Well, mapping. index of course is irrelevant without mapping, *except*
for a "where did we get to" kind of thing. But it has been used in that
way for a long time.


> Here you introduce a new and very subtle sort-of-locking rule without
> actually really introducing it at all.  OK, there's a little comment
> buried way down in this function.  But there's a contradictory comment
> over truncate_inode_pages_range() ("When looking at...").

That comment is actually wrong. Index won't change. If index could change
randomly, then we could skip pages here if index skips forwards. pagevec
pagecache tag lookup functions would be broken in general actually.

 
> How do we make this new locking rule maintainable?  How do we avoid
> breaking it in the future?  How do we prevent accidental breakage from
> slipping past developers' and reviewers' attention?

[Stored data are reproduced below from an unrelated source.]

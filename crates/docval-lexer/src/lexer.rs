// SPDX-License-Identifier: (MIT OR Apache-2.0)
//! The lexer implementation using logos.

use docval_ast::token::{Token, TokenKind};
use docval_ast::Span;
use logos::Logos;

/// Raw token type for logos - literal values are parsed in a second pass.
#[derive(Logos, Debug, Clone, PartialEq)]
#[logos(skip r"[ \t\r]+")]
#[logos(skip r"#[^\n]*")]
enum RawToken {
    // === Keywords ===
    #[token("let")]
    Let,
    #[token("fn")]
    Fn,
    #[token("if")]
    If,
    #[token("else")]
    Else,
    #[token("while")]
    While,
    #[token("for")]
    For,
    #[token("in")]
    In,
    #[token("loop")]
    Loop,
    #[token("break")]
    Break,
    #[token("continue")]
    Continue,
    #[token("return")]
    Return,
    #[token("raise")]
    Raise,
    #[token("and")]
    And,
    #[token("or")]
    Or,
    #[token("not")]
    Not,
    #[token("true")]
    True,
    #[token("false")]
    False,
    #[token("nil")]
    Nil,

    // === Operators (longer first) ===
    #[token("==")]
    EqEq,
    #[token("!=")]
    BangEq,
    #[token("<=")]
    LtEq,
    #[token(">=")]
    GtEq,
    #[token("+")]
    Plus,
    #[token("-")]
    Minus,
    #[token("*")]
    Star,
    #[token("/")]
    Slash,
    #[token("%")]
    Percent,
    #[token("=")]
    Eq,
    #[token("<")]
    Lt,
    #[token(">")]
    Gt,

    // === Delimiters ===
    #[token("(")]
    LParen,
    #[token(")")]
    RParen,
    #[token("[")]
    LBracket,
    #[token("]")]
    RBracket,
    #[token("{")]
    LBrace,
    #[token("}")]
    RBrace,
    #[token(",")]
    Comma,
    #[token(";")]
    Semi,

    #[token("\n")]
    Newline,

    // === Literals ===
    #[regex(r"[0-9][0-9_]*\.[0-9][0-9_]*([eE][+-]?[0-9]+)?")]
    Float,
    #[regex(r"[0-9][0-9_]*")]
    Int,
    #[regex(r#""([^"\\\n]|\\.)*""#)]
    String,
    // A string that runs into the end of the line; the closed form above is
    // always longer when it applies.
    #[regex(r#""([^"\\\n]|\\.)*"#)]
    UnterminatedString,

    #[regex(r"[a-zA-Z_][a-zA-Z0-9_]*")]
    Ident,
}

/// Maximum number of errors to collect before stopping.
const MAX_ERRORS: usize = 20;

/// The lexer for docval script source.
pub struct Lexer<'a> {
    source: &'a str,
    errors: Vec<LexError>,
}

impl<'a> Lexer<'a> {
    pub fn new(source: &'a str) -> Self {
        Self { source, errors: Vec::new() }
    }

    /// Tokenize the entire source, collecting multiple errors.
    pub fn tokenize(&mut self) -> LexResult {
        let mut tokens = Vec::new();
        let mut logos_lexer = RawToken::lexer(self.source);

        while let Some(result) = logos_lexer.next() {
            if self.errors.len() >= MAX_ERRORS {
                break;
            }

            let span = logos_lexer.span();
            let slice = logos_lexer.slice();

            let kind = match result {
                Ok(raw) => match self.convert_token(raw, slice, span.start, span.end) {
                    Ok(kind) => kind,
                    Err(e) => {
                        self.errors.push(e);
                        continue;
                    }
                },
                Err(()) => {
                    let ch = self.source[span.start..].chars().next().unwrap_or('?');
                    self.errors.push(LexError::unexpected_char(ch, span.start));
                    continue;
                }
            };

            tokens.push(Token {
                kind,
                span: Span::new(span.start, span.end),
            });
        }

        tokens.push(Token {
            kind: TokenKind::Eof,
            span: Span::new(self.source.len(), self.source.len()),
        });

        LexResult {
            tokens,
            errors: std::mem::take(&mut self.errors),
        }
    }

    /// Convert a raw logos token to a `TokenKind`, parsing literals.
    fn convert_token(&self, raw: RawToken, slice: &str, start: usize, end: usize) -> Result<TokenKind, LexError> {
        Ok(match raw {
            RawToken::Let => TokenKind::Let,
            RawToken::Fn => TokenKind::Fn,
            RawToken::If => TokenKind::If,
            RawToken::Else => TokenKind::Else,
            RawToken::While => TokenKind::While,
            RawToken::For => TokenKind::For,
            RawToken::In => TokenKind::In,
            RawToken::Loop => TokenKind::Loop,
            RawToken::Break => TokenKind::Break,
            RawToken::Continue => TokenKind::Continue,
            RawToken::Return => TokenKind::Return,
            RawToken::Raise => TokenKind::Raise,
            RawToken::And => TokenKind::And,
            RawToken::Or => TokenKind::Or,
            RawToken::Not => TokenKind::Not,
            RawToken::True => TokenKind::Bool(true),
            RawToken::False => TokenKind::Bool(false),
            RawToken::Nil => TokenKind::Nil,

            RawToken::EqEq => TokenKind::EqEq,
            RawToken::BangEq => TokenKind::BangEq,
            RawToken::LtEq => TokenKind::LtEq,
            RawToken::GtEq => TokenKind::GtEq,
            RawToken::Plus => TokenKind::Plus,
            RawToken::Minus => TokenKind::Minus,
            RawToken::Star => TokenKind::Star,
            RawToken::Slash => TokenKind::Slash,
            RawToken::Percent => TokenKind::Percent,
            RawToken::Eq => TokenKind::Eq,
            RawToken::Lt => TokenKind::Lt,
            RawToken::Gt => TokenKind::Gt,

            RawToken::LParen => TokenKind::LParen,
            RawToken::RParen => TokenKind::RParen,
            RawToken::LBracket => TokenKind::LBracket,
            RawToken::RBracket => TokenKind::RBracket,
            RawToken::LBrace => TokenKind::LBrace,
            RawToken::RBrace => TokenKind::RBrace,
            RawToken::Comma => TokenKind::Comma,
            RawToken::Semi => TokenKind::Semi,
            RawToken::Newline => TokenKind::Newline,

            RawToken::Int => {
                let cleaned: String = slice.chars().filter(|c| *c != '_').collect();
                let value = cleaned.parse::<i64>().map_err(|_| LexError::invalid_number(start, end))?;
                TokenKind::Int(value)
            }
            RawToken::Float => {
                let cleaned: String = slice.chars().filter(|c| *c != '_').collect();
                let value = cleaned.parse::<f64>().map_err(|_| LexError::invalid_number(start, end))?;
                TokenKind::Float(value)
            }
            RawToken::String => {
                let inner = &slice[1..slice.len() - 1];
                TokenKind::String(parse_string(inner, start)?)
            }
            RawToken::UnterminatedString => return Err(LexError::unterminated_string(start, end)),
            RawToken::Ident => TokenKind::Ident(slice.to_string()),
        })
    }
}

/// Parse a string literal body, handling escape sequences.
fn parse_string(s: &str, pos: usize) -> Result<String, LexError> {
    let mut result = String::new();
    let mut chars = s.chars();

    while let Some(c) = chars.next() {
        if c == '\\' {
            result.push(parse_escape(&mut chars, pos)?);
        } else {
            result.push(c);
        }
    }

    Ok(result)
}

fn parse_escape(chars: &mut impl Iterator<Item = char>, pos: usize) -> Result<char, LexError> {
    match chars.next() {
        Some('n') => Ok('\n'),
        Some('r') => Ok('\r'),
        Some('t') => Ok('\t'),
        Some('\\') => Ok('\\'),
        Some('0') => Ok('\0'),
        Some('"') => Ok('"'),
        _ => Err(LexError::invalid_escape(pos)),
    }
}

/// Result of lexing: tokens plus any errors found.
#[derive(Debug)]
pub struct LexResult {
    pub tokens: Vec<Token>,
    pub errors: Vec<LexError>,
}

impl LexResult {
    pub fn is_ok(&self) -> bool {
        self.errors.is_empty()
    }
}

/// A lexer error with location and friendly message.
#[derive(Debug, Clone, PartialEq, thiserror::Error)]
#[error("{message}")]
pub struct LexError {
    pub span: Span,
    pub message: String,
    pub hint: Option<String>,
}

impl LexError {
    fn unexpected_char(ch: char, pos: usize) -> Self {
        Self {
            span: Span::new(pos, pos + ch.len_utf8()),
            message: format!("unexpected character '{}'", ch),
            hint: None,
        }
    }

    fn unterminated_string(start: usize, end: usize) -> Self {
        Self {
            span: Span::new(start, end),
            message: "unterminated string".to_string(),
            hint: Some("add a closing '\"'".to_string()),
        }
    }

    fn invalid_escape(pos: usize) -> Self {
        Self {
            span: Span::new(pos, pos + 1),
            message: "invalid escape sequence".to_string(),
            hint: Some("valid: \\n \\r \\t \\\\ \\0 \\\"".to_string()),
        }
    }

    fn invalid_number(start: usize, end: usize) -> Self {
        Self {
            span: Span::new(start, end),
            message: "invalid number".to_string(),
            hint: Some("integers must fit in 64 bits".to_string()),
        }
    }
}

#[cfg(test)]
mod tests {
    use super::*;

    fn kinds(src: &str) -> Vec<TokenKind> {
        let result = Lexer::new(src).tokenize();
        assert!(result.is_ok(), "lex errors: {:?}", result.errors);
        result.tokens.into_iter().map(|t| t.kind).collect()
    }

    #[test]
    fn keywords_and_identifiers() {
        assert_eq!(
            kinds("let total = lettuce"),
            vec![
                TokenKind::Let,
                TokenKind::Ident("total".to_string()),
                TokenKind::Eq,
                TokenKind::Ident("lettuce".to_string()),
                TokenKind::Eof,
            ]
        );
    }

    #[test]
    fn numbers() {
        assert_eq!(
            kinds("1_000 2.5 3"),
            vec![TokenKind::Int(1000), TokenKind::Float(2.5), TokenKind::Int(3), TokenKind::Eof]
        );
    }

    #[test]
    fn strings_with_escapes() {
        assert_eq!(
            kinds(r#""a\tb\"c""#),
            vec![TokenKind::String("a\tb\"c".to_string()), TokenKind::Eof]
        );
    }

    #[test]
    fn comments_are_skipped_but_newlines_kept() {
        assert_eq!(
            kinds("x = 1  # docval: skip\ny"),
            vec![
                TokenKind::Ident("x".to_string()),
                TokenKind::Eq,
                TokenKind::Int(1),
                TokenKind::Newline,
                TokenKind::Ident("y".to_string()),
                TokenKind::Eof,
            ]
        );
    }

    #[test]
    fn two_char_operators() {
        assert_eq!(
            kinds("a <= b != c"),
            vec![
                TokenKind::Ident("a".to_string()),
                TokenKind::LtEq,
                TokenKind::Ident("b".to_string()),
                TokenKind::BangEq,
                TokenKind::Ident("c".to_string()),
                TokenKind::Eof,
            ]
        );
    }

    #[test]
    fn unterminated_string_is_reported() {
        let result = Lexer::new("print(\"oops)").tokenize();
        assert!(!result.is_ok());
        assert_eq!(result.errors[0].message, "unterminated string");
    }

    #[test]
    fn unexpected_character_is_reported_and_lexing_continues() {
        let result = Lexer::new("1 @ 2").tokenize();
        assert_eq!(result.errors.len(), 1);
        assert!(result.errors[0].message.contains('@'));
        let kinds: Vec<_> = result.tokens.into_iter().map(|t| t.kind).collect();
        assert_eq!(kinds, vec![TokenKind::Int(1), TokenKind::Int(2), TokenKind::Eof]);
    }

    #[test]
    fn integer_overflow() {
        let result = Lexer::new("99999999999999999999").tokenize();
        assert_eq!(result.errors[0].message, "invalid number");
    }
}
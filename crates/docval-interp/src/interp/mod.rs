// SPDX-License-Identifier: (MIT OR Apache-2.0)
//! The interpreter core.

mod call;
mod eval_expr;
mod exec_stmt;
pub(crate) mod operators;

use std::sync::atomic::{AtomicBool, Ordering};
use std::sync::Arc;
use std::time::Instant;

use docval_ast::stmt::StmtKind;
use docval_ast::LineMap;

use crate::env::Environment;
use crate::value::Value;

/// Default limit on nested function calls.
const DEFAULT_MAX_CALL_DEPTH: usize = 200;

/// Limit on nested statement and expression evaluation, calls included.
const MAX_NESTING_DEPTH: usize = 2000;

/// Stack a thread needs to evaluate up to the nesting limit.
pub const MIN_STACK_SIZE: usize = 64 * 1024 * 1024;

/// Steps between deadline and cancellation checks.
const CHECK_INTERVAL: u64 = 256;

/// External stop conditions for one execution.
#[derive(Debug, Clone, Default)]
pub struct Limits {
    pub deadline: Option<Instant>,
    pub cancel: Option<Arc<AtomicBool>>,
}

impl Limits {
    pub fn new(deadline: Option<Instant>, cancel: Option<Arc<AtomicBool>>) -> Self {
        Self { deadline, cancel }
    }

    fn check(&self) -> Result<(), Interrupt> {
        if self.cancel.as_ref().is_some_and(|c| c.load(Ordering::Relaxed)) {
            return Err(Interrupt::Cancelled);
        }
        if self.deadline.is_some_and(|d| Instant::now() >= d) {
            return Err(Interrupt::Timeout);
        }
        Ok(())
    }
}

/// Why an execution was stopped from outside.
#[derive(Debug, Clone, Copy, PartialEq, Eq)]
pub enum Interrupt {
    Timeout,
    Cancelled,
}

/// The tree-walk interpreter.
///
/// One interpreter is one interactive session: globals persist across calls
/// to [`Interpreter::execute`].
pub struct Interpreter {
    env: Environment,
    output: String,
    limits: Limits,
    steps: u64,
    call_depth: usize,
    max_call_depth: usize,
    depth: usize,
}

impl Default for Interpreter {
    fn default() -> Self {
        Self::new()
    }
}

impl Interpreter {
    pub fn new() -> Self {
        Self {
            env: Environment::new(),
            output: String::new(),
            limits: Limits::default(),
            steps: 0,
            call_depth: 0,
            max_call_depth: DEFAULT_MAX_CALL_DEPTH,
            depth: 0,
        }
    }

    #[cfg(test)]
    pub(crate) fn with_max_call_depth(mut self, depth: usize) -> Self {
        self.max_call_depth = depth;
        self
    }

    /// Parse and run `source` as top-level statements.
    ///
    /// Top-level expression statements whose value is not nil have their
    /// `repr` written to the output. On error, bindings made before the
    /// failing statement are kept.
    pub fn execute(&mut self, source: &str, limits: &Limits) -> Result<(), RuntimeError> {
        let parsed = docval_parser::parse_source(source);
        if let Some(err) = parsed.errors.into_iter().next() {
            let lines = LineMap::new(source);
            if lines.line_count() > 1 {
                let (line, _) = lines.offset_to_line_col(err.span.start);
                return Err(RuntimeError::Syntax(format!("{} (line {})", err.message, line)));
            }
            return Err(RuntimeError::Syntax(err.message));
        }

        self.limits = limits.clone();
        self.steps = 0;
        self.call_depth = 0;
        self.depth = 0;
        // An interrupt may already be pending before any step is counted.
        self.limits.check().map_err(RuntimeError::Interrupted)?;

        let result = self.run_top_level(&parsed.stmts);
        if result.is_err() {
            self.env.reset_to_globals();
        }
        result
    }

    fn run_top_level(&mut self, stmts: &[docval_ast::stmt::Stmt]) -> Result<(), RuntimeError> {
        for stmt in stmts {
            let outcome = match &stmt.kind {
                StmtKind::Expr(expr) => self.eval_expr(expr).map(|value| {
                    if !value.is_nil() {
                        self.write(&value.repr());
                        self.write("\n");
                    }
                }),
                _ => self.exec_stmt(stmt),
            };
            outcome.map_err(|e| match e {
                RuntimeError::Break | RuntimeError::Continue => {
                    RuntimeError::Syntax(format!("'{}' outside loop", e))
                }
                RuntimeError::Return(_) => RuntimeError::Syntax("'return' outside function".to_string()),
                other => other,
            })?;
        }
        Ok(())
    }

    /// Take everything written since the last call.
    pub fn take_output(&mut self) -> String {
        std::mem::take(&mut self.output)
    }

    fn write(&mut self, text: &str) {
        self.output.push_str(text);
    }

    fn enter(&mut self) -> Result<(), RuntimeError> {
        if self.depth >= MAX_NESTING_DEPTH {
            return Err(RuntimeError::NestingLimit(MAX_NESTING_DEPTH));
        }
        self.depth += 1;
        Ok(())
    }

    /// Count one unit of work, checking limits periodically.
    fn tick(&mut self) -> Result<(), RuntimeError> {
        self.steps += 1;
        if self.steps % CHECK_INTERVAL == 0 {
            self.limits.check().map_err(RuntimeError::Interrupted)?;
        }
        Ok(())
    }
}

/// Runtime errors. The display text is what an example's expected-error
/// annotation is compared against.
#[derive(Debug, thiserror::Error)]
pub enum RuntimeError {
    #[error("NameError: undefined variable '{0}'")]
    UndefinedVariable(String),

    #[error("TypeError: {0}")]
    TypeError(String),

    #[error("ValueError: {0}")]
    ValueError(String),

    #[error("ZeroDivisionError: division by zero")]
    DivisionByZero,

    #[error("OverflowError: integer overflow")]
    Overflow,

    #[error("IndexError: {0}")]
    IndexError(String),

    #[error("RecursionError: maximum call depth of {0} exceeded")]
    RecursionLimit(usize),

    #[error("RecursionError: maximum nesting depth of {0} exceeded")]
    NestingLimit(usize),

    #[error("SyntaxError: {0}")]
    Syntax(String),

    /// Raised by a `raise` statement.
    #[error("Error: {0}")]
    Raised(String),

    #[error("interrupted: {0:?}")]
    Interrupted(Interrupt),

    // Control flow (not actual errors)
    #[error("return")]
    Return(Value),

    #[error("break")]
    Break,

    #[error("continue")]
    Continue,
}

impl RuntimeError {
    pub fn type_error(msg: impl Into<String>) -> Self {
        RuntimeError::TypeError(msg.into())
    }

    /// The interrupt behind this error, if it was stopped from outside.
    pub fn interrupt(&self) -> Option<Interrupt> {
        match self {
            RuntimeError::Interrupted(i) => Some(*i),
            _ => None,
        }
    }
}

#[cfg(test)]
mod tests {
    use super::*;
    use std::time::Duration;

    fn run(src: &str) -> (String, Option<String>) {
        let mut interp = Interpreter::new();
        let result = interp.execute(src, &Limits::default());
        (interp.take_output(), result.err().map(|e| e.to_string()))
    }

    #[test]
    fn prints_and_displays_expression_values() {
        let (out, err) = run("print(\"hello\", 1 + 2)\n\"shown\"\nnil");
        assert_eq!(err, None);
        assert_eq!(out, "hello 3\n\"shown\"\n");
    }

    #[test]
    fn bindings_persist_across_executions() {
        let mut interp = Interpreter::new();
        interp.execute("let x = 41", &Limits::default()).unwrap();
        interp.execute("x + 1", &Limits::default()).unwrap();
        assert_eq!(interp.take_output(), "42\n");
    }

    #[test]
    fn error_keeps_earlier_mutations() {
        let mut interp = Interpreter::new();
        let err = interp.execute("let a = 1\nb = a / 0\nlet c = 3", &Limits::default()).unwrap_err();
        assert_eq!(err.to_string(), "ZeroDivisionError: division by zero");
        interp.execute("a", &Limits::default()).unwrap();
        assert_eq!(interp.take_output(), "1\n");
        let err = interp.execute("c", &Limits::default()).unwrap_err();
        assert_eq!(err.to_string(), "NameError: undefined variable 'c'");
    }

    #[test]
    fn syntax_error_text() {
        let (_, err) = run("let = 3");
        assert_eq!(err.as_deref(), Some("SyntaxError: expected a name, found '='"));
    }

    #[test]
    fn syntax_error_in_continued_statement_names_line() {
        let (_, err) = run("fn f() {\n    let = 1\n}");
        assert_eq!(err.as_deref(), Some("SyntaxError: expected a name, found '=' (line 2)"));
    }

    #[test]
    fn break_outside_loop() {
        let (_, err) = run("break");
        assert_eq!(err.as_deref(), Some("SyntaxError: 'break' outside loop"));
    }

    #[test]
    fn raise_statement() {
        let (out, err) = run("print(\"before\")\nraise \"bad input\"\nprint(\"after\")");
        assert_eq!(out, "before\n");
        assert_eq!(err.as_deref(), Some("Error: bad input"));
    }

    #[test]
    fn infinite_loop_hits_deadline() {
        let mut interp = Interpreter::new();
        let limits = Limits::new(Some(Instant::now() + Duration::from_millis(50)), None);
        let err = interp.execute("loop { }", &limits).unwrap_err();
        assert_eq!(err.interrupt(), Some(Interrupt::Timeout));
    }

    #[test]
    fn cancellation_flag_stops_execution() {
        let flag = Arc::new(AtomicBool::new(true));
        let mut interp = Interpreter::new();
        let err = interp.execute("while true { }", &Limits::new(None, Some(flag))).unwrap_err();
        assert_eq!(err.interrupt(), Some(Interrupt::Cancelled));
    }

    #[test]
    fn string_doubling_hits_length_limit() {
        let (_, err) = run("let s = \"ab\"\nwhile true { s = s + s }");
        assert_eq!(err.as_deref(), Some("ValueError: concatenation result is too large"));
    }

    #[test]
    fn unbounded_recursion_hits_nesting_limit() {
        let handle = std::thread::Builder::new()
            .stack_size(MIN_STACK_SIZE)
            .spawn(|| {
                let mut interp = Interpreter::new().with_max_call_depth(usize::MAX);
                interp
                    .execute("fn f(n) { return f(n + 1) }\nf(0)", &Limits::default())
                    .unwrap_err()
                    .to_string()
            })
            .unwrap();
        assert_eq!(handle.join().unwrap(), "RecursionError: maximum nesting depth of 2000 exceeded");
    }

    #[test]
    fn recursion_limit() {
        let mut interp = Interpreter::new().with_max_call_depth(10);
        let err = interp.execute("fn f(n) { return f(n + 1) }\nf(0)", &Limits::default()).unwrap_err();
        assert_eq!(err.to_string(), "RecursionError: maximum call depth of 10 exceeded");
    }
}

It's actually fairly fundamental. Even more fundamental than the above
functions I quote.

If we have any place that does:
lock_page(page)
if (!page->mapping) /* truncate got to it */

but does not check the index of the page (which most don't), then it could
have moved from where we first got it from (which would not always be a
bug, but often could be).

read(2) syscall actually also doesn't lock the page by default. Having the
page move somewhere else would be a disaster for it.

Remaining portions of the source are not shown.